Uber vs Lyft shares: what to expect from Q1 results
Uber and Lyft shares have tanked as the coronavirus pandemic threatens to put the brakes on both ridesharing stocks. We explain what to watch out for in the first quarter results to be released later this week.
When will Uber and Lyft report Q1 results?
Lyft will be first to report their first quarter (Q1) earnings on Wednesday 6 May 2020, at 13.30 PDT in the US, or 09.30 BST in London. Uber will follow and report at the same time on the following day, on Thursday 7 May 2020. Both reports will cover the first three months of 2020.
Uber vs Lyft: what will be the cost of the coronavirus?
Uber and Lyft both reported their annual 2019 results in February and the focus was on when both companies would become profitable. Both had continued to deliver rapid top-line growth, but shareholders were concerned that it was slowing down and that losses were still hefty. With questions being asked about their sustainability, Uber and Lyft had both taken bold moves to say they were on the cusp of escaping the red and moving into the black.

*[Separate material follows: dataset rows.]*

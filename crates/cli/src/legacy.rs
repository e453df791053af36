//! Single-dash long flags
//!
//! s3upload has always accepted Go-style flags such as `-bucket name` and
//! `-dir=/srv/www`. They are rewritten to their `--` form before clap parses
//! the command line. Unknown single-dash words are left untouched so clap can
//! report them.

use std::ffi::OsString;

/// Long flag names accepted with a single dash
const LONG_FLAGS: &[&str] = &[
    "bucket",
    "dir",
    "verbose",
    "help",
    "version",
    "recursive",
    "include-unknown-mime-types",
    "ignore",
    "s3-prefix",
    "region",
    "endpoint-url",
    "dry-run",
    "json",
    "no-color",
    "quiet",
];

/// Flags whose value may follow as the next word
const VALUE_FLAGS: &[&str] = &["bucket", "dir", "ignore", "s3-prefix", "region", "endpoint-url"];

/// Rewrite `-name` and `-name=value` to `--name` forms.
///
/// The first argument is the program name and everything after `--` is
/// passed through unchanged. The word after a value flag is its value and is
/// never rewritten, so `-ignore -json` ignores a file named `-json`.
pub fn normalize_args<I, T>(args: I) -> Vec<OsString>
where
    I: IntoIterator<Item = T>,
    T: Into<OsString>,
{
    let mut normalized = Vec::new();
    let mut passthrough = false;
    let mut expect_value = false;

    for (i, arg) in args.into_iter().map(Into::into).enumerate() {
        if i == 0 || passthrough || expect_value {
            expect_value = false;
            normalized.push(arg);
            continue;
        }

        if arg == "--" {
            passthrough = true;
            normalized.push(arg);
            continue;
        }

        if let Some(flag) = arg.to_str() {
            expect_value = takes_separate_value(flag);
        }

        match arg.to_str().and_then(rewrite) {
            Some(long) => normalized.push(OsString::from(long)),
            None => normalized.push(arg),
        }
    }

    normalized
}

fn rewrite(arg: &str) -> Option<String> {
    let rest = arg.strip_prefix('-')?;
    if rest.starts_with('-') {
        return None;
    }

    let name = rest.split_once('=').map_or(rest, |(name, _)| name);
    LONG_FLAGS.contains(&name).then(|| format!("-{arg}"))
}

/// True for `-name`/`--name` of a value flag written without `=value`
fn takes_separate_value(arg: &str) -> bool {
    let Some(rest) = arg.strip_prefix('-') else {
        return false;
    };
    let name = rest.strip_prefix('-').unwrap_or(rest);
    VALUE_FLAGS.contains(&name)
}

#[cfg(test)]
mod tests {
    use super::*;

    fn normalize(args: &[&str]) -> Vec<String> {
        normalize_args(args.iter().copied())
            .into_iter()
            .map(|a| a.into_string().unwrap())
            .collect()
    }

    #[test]
    fn test_rewrites_single_dash_long_flags() {
        assert_eq!(
            normalize(&["s3upload", "-bucket", "b", "-s3-prefix=site", "-recursive"]),
            vec!["s3upload", "--bucket", "b", "--s3-prefix=site", "--recursive"]
        );
    }

    #[test]
    fn test_leaves_other_arguments_alone() {
        assert_eq!(
            normalize(&["s3upload", "--dir", "/srv", "-n", "-q", "-bogus", "value"]),
            vec!["s3upload", "--dir", "/srv", "-n", "-q", "-bogus", "value"]
        );
    }

    #[test]
    fn test_stops_after_double_dash() {
        assert_eq!(
            normalize(&["-help", "--", "-bucket"]),
            vec!["-help", "--", "-bucket"]
        );
    }

    #[test]
    fn test_flag_values_are_not_rewritten() {
        assert_eq!(
            normalize(&["s3upload", "-ignore", "-json", "-bucket=b", "-dir", "-help"]),
            vec!["s3upload", "--ignore", "-json", "--bucket=b", "--dir", "-help"]
        );
        assert_eq!(
            normalize(&["s3upload", "--s3-prefix", "-verbose", "-recursive"]),
            vec!["s3upload", "--s3-prefix", "-verbose", "--recursive"]
        );
    }
}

But the conversation has drastically changed since the coronavirus outbreak began to shutdown economies across the world. Most of the pair’s key markets have gone into lockdown, which will mean less people travelling and using ridesharing apps.
Coronavirus was discovered on the last day of 2019, but the lockdown measures came in later as it rippled from China to Europe and the US. Most major economies began introducing lockdown measures in the latter half of March. This means the effect of the coronavirus will be limited in Q1 and shareholders will be concentrating on what the outlook looks like for Q2, when the full effects will become clear.
The discussion has therefore returned to survival and how each company will be able to respond to the situation, and whether they will be able to bounce back when lockdown measures are finally eased.
What to expect from Lyft’s Q1 results
Lyft is considerably smaller than Uber. It only operates in the US and Canada, and outside of its core ridesharing business its other interests are in other modes of rentable transport, such as scooters. The fact Lyft is smaller, only operates in two countries, and solely reliant on transport means it is much more vulnerable than its peer.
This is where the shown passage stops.